* _TASK_:
Below are the entries; set down each of them exactly.

::::::::::

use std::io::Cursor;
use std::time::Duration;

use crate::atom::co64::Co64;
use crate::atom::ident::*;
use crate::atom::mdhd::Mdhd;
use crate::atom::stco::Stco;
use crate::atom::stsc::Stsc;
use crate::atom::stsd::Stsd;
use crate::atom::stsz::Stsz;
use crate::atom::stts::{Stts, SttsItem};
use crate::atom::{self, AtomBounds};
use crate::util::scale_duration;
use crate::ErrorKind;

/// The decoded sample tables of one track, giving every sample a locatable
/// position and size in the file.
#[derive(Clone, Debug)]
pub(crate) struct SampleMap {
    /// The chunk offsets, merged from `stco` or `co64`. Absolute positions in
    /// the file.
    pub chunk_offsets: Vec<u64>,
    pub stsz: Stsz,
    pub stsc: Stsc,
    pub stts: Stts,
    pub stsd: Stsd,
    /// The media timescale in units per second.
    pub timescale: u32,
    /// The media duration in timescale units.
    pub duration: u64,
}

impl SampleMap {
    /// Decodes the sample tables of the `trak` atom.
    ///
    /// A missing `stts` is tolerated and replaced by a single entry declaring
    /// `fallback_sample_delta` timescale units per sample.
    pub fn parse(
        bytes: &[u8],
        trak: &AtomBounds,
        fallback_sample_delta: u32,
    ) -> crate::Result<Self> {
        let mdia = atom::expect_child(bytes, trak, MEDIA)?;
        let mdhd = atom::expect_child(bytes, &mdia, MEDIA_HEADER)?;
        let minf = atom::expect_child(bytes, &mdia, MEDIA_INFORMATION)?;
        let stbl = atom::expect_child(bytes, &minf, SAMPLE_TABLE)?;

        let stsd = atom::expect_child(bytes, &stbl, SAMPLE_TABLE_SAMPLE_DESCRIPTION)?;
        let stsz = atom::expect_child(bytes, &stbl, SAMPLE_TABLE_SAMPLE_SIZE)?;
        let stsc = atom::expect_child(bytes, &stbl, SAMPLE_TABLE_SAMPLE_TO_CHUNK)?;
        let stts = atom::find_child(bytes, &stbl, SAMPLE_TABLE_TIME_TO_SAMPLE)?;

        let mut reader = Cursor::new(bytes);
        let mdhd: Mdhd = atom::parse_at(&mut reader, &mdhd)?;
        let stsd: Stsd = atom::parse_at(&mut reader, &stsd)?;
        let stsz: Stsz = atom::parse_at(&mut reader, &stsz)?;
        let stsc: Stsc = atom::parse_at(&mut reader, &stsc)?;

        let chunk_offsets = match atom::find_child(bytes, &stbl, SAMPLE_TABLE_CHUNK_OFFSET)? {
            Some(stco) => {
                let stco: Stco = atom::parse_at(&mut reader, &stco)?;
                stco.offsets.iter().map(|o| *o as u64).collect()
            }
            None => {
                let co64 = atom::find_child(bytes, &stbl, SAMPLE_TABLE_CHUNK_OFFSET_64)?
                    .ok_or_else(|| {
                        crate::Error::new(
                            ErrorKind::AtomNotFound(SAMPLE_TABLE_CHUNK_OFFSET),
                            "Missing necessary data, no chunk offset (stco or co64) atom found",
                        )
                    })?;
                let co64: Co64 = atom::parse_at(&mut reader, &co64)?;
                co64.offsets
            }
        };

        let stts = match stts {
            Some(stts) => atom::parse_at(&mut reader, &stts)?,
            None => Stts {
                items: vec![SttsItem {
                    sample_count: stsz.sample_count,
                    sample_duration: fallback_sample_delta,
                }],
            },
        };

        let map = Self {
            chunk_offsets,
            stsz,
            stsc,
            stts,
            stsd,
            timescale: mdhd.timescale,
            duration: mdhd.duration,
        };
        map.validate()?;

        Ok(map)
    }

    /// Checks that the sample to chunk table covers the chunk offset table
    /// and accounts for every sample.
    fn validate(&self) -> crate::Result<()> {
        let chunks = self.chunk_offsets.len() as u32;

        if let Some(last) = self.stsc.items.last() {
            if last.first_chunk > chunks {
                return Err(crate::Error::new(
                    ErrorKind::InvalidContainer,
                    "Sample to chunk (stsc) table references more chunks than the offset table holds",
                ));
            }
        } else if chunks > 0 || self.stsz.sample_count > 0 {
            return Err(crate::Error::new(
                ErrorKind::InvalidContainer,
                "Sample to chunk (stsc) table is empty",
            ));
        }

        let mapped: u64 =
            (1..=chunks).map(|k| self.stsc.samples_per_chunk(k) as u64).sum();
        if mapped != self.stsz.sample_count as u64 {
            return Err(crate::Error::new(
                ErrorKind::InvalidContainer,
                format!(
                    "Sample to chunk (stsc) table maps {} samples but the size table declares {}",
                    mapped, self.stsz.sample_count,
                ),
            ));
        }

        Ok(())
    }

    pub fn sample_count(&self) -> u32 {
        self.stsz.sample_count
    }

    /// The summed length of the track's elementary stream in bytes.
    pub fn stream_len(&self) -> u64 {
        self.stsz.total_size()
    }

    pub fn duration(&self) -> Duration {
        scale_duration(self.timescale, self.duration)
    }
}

::::::::::

* _PROBLEM SOLUTION_:
use std::io::Cursor;
use std::time::Duration;

use crate::atom::co64::Co64;
use crate::atom::ident::*;
use crate::atom::mdhd::Mdhd;
use crate::atom::stco::Stco;
use crate::atom::stsc::Stsc;
use crate::atom::stsd::Stsd;
use crate::atom::stsz::Stsz;
use crate::atom::stts::{Stts, SttsItem};
use crate::atom::{self, AtomBounds};
use crate::util::scale_duration;
use crate::ErrorKind;

/// The decoded sample tables of one track, giving every sample a locatable
/// position and size in the file.
#[derive(Clone, Debug)]
pub(crate) struct SampleMap {
    /// The chunk offsets, merged from `stco` or `co64`. Absolute positions in
    /// the file.
    pub chunk_offsets: Vec<u64>,
    pub stsz: Stsz,
    pub stsc: Stsc,
    pub stts: Stts,
    pub stsd: Stsd,
    /// The media timescale in units per second.
    pub timescale: u32,
    /// The media duration in timescale units.
    pub duration: u64,
}

impl SampleMap {
    /// Decodes the sample tables of the `trak` atom.
    ///
    /// A missing `stts` is tolerated and replaced by a single entry declaring
    /// `fallback_sample_delta` timescale units per sample.
    pub fn parse(
        bytes: &[u8],
        trak: &AtomBounds,
        fallback_sample_delta: u32,
    ) -> crate::Result<Self> {
        let mdia = atom::expect_child(bytes, trak, MEDIA)?;
        let mdhd = atom::expect_child(bytes, &mdia, MEDIA_HEADER)?;
        let minf = atom::expect_child(bytes, &mdia, MEDIA_INFORMATION)?;
        let stbl = atom::expect_child(bytes, &minf, SAMPLE_TABLE)?;

        let stsd = atom::expect_child(bytes, &stbl, SAMPLE_TABLE_SAMPLE_DESCRIPTION)?;
        let stsz = atom::expect_child(bytes, &stbl, SAMPLE_TABLE_SAMPLE_SIZE)?;
        let stsc = atom::expect_child(bytes, &stbl, SAMPLE_TABLE_SAMPLE_TO_CHUNK)?;
        let stts = atom::find_child(bytes, &stbl, SAMPLE_TABLE_TIME_TO_SAMPLE)?;

        let mut reader = Cursor::new(bytes);
        let mdhd: Mdhd = atom::parse_at(&mut reader, &mdhd)?;
        let stsd: Stsd = atom::parse_at(&mut reader, &stsd)?;
        let stsz: Stsz = atom::parse_at(&mut reader, &stsz)?;
        let stsc: Stsc = atom::parse_at(&mut reader, &stsc)?;

        let chunk_offsets = match atom::find_child(bytes, &stbl, SAMPLE_TABLE_CHUNK_OFFSET)? {
            Some(stco) => {
                let stco: Stco = atom::parse_at(&mut reader, &stco)?;
                stco.offsets.iter().map(|o| *o as u64).collect()
            }
            None => {
                let co64 = atom::find_child(bytes, &stbl, SAMPLE_TABLE_CHUNK_OFFSET_64)?
                    .ok_or_else(|| {
                        crate::Error::new(
                            ErrorKind::AtomNotFound(SAMPLE_TABLE_CHUNK_OFFSET),
                            "Missing necessary data, no chunk offset (stco or co64) atom found",
                        )
                    })?;
                let co64: Co64 = atom::parse_at(&mut reader, &co64)?;
                co64.offsets
            }
        };

        let stts = match stts {
            Some(stts) => atom::parse_at(&mut reader, &stts)?,
            None => Stts {
                items: vec![SttsItem {
                    sample_count: stsz.sample_count,
                    sample_duration: fallback_sample_delta,
                }],
            },
        };

        let map = Self {
            chunk_offsets,
            stsz,
            stsc,
            stts,
            stsd,
            timescale: mdhd.timescale,
            duration: mdhd.duration,
        };
        map.validate()?;

        Ok(map)
    }

    /// Checks that the sample to chunk table covers the chunk offset table
    /// and accounts for every sample.
    fn validate(&self) -> crate::Result<()> {
        let chunks = self.chunk_offsets.len() as u32;

        if let Some(last) = self.stsc.items.last() {
            if last.first_chunk > chunks {
                return Err(crate::Error::new(
                    ErrorKind::InvalidContainer,
                    "Sample to chunk (stsc) table references more chunks than the offset table holds",
                ));
            }
        } else if chunks > 0 || self.stsz.sample_count > 0 {
            return Err(crate::Error::new(
                ErrorKind::InvalidContainer,
                "Sample to chunk (stsc) table is empty",
            ));
        }

        let mapped: u64 =
            (1..=chunks).map(|k| self.stsc.samples_per_chunk(k) as u64).sum();
        if mapped != self.stsz.sample_count as u64 {
            return Err(crate::Error::new(
                ErrorKind::InvalidContainer,
                format!(
                    "Sample to chunk (stsc) table maps {} samples but the size table declares {}",
                    mapped, self.stsz.sample_count,
                ),
            ));
        }

        Ok(())
    }

    pub fn sample_count(&self) -> u32 {
        self.stsz.sample_count
    }

    /// The summed length of the track's elementary stream in bytes.
    pub fn stream_len(&self) -> u64 {
        self.stsz.total_size()
    }

    pub fn duration(&self) -> Duration {
        scale_duration(self.timescale, self.duration)
    }
}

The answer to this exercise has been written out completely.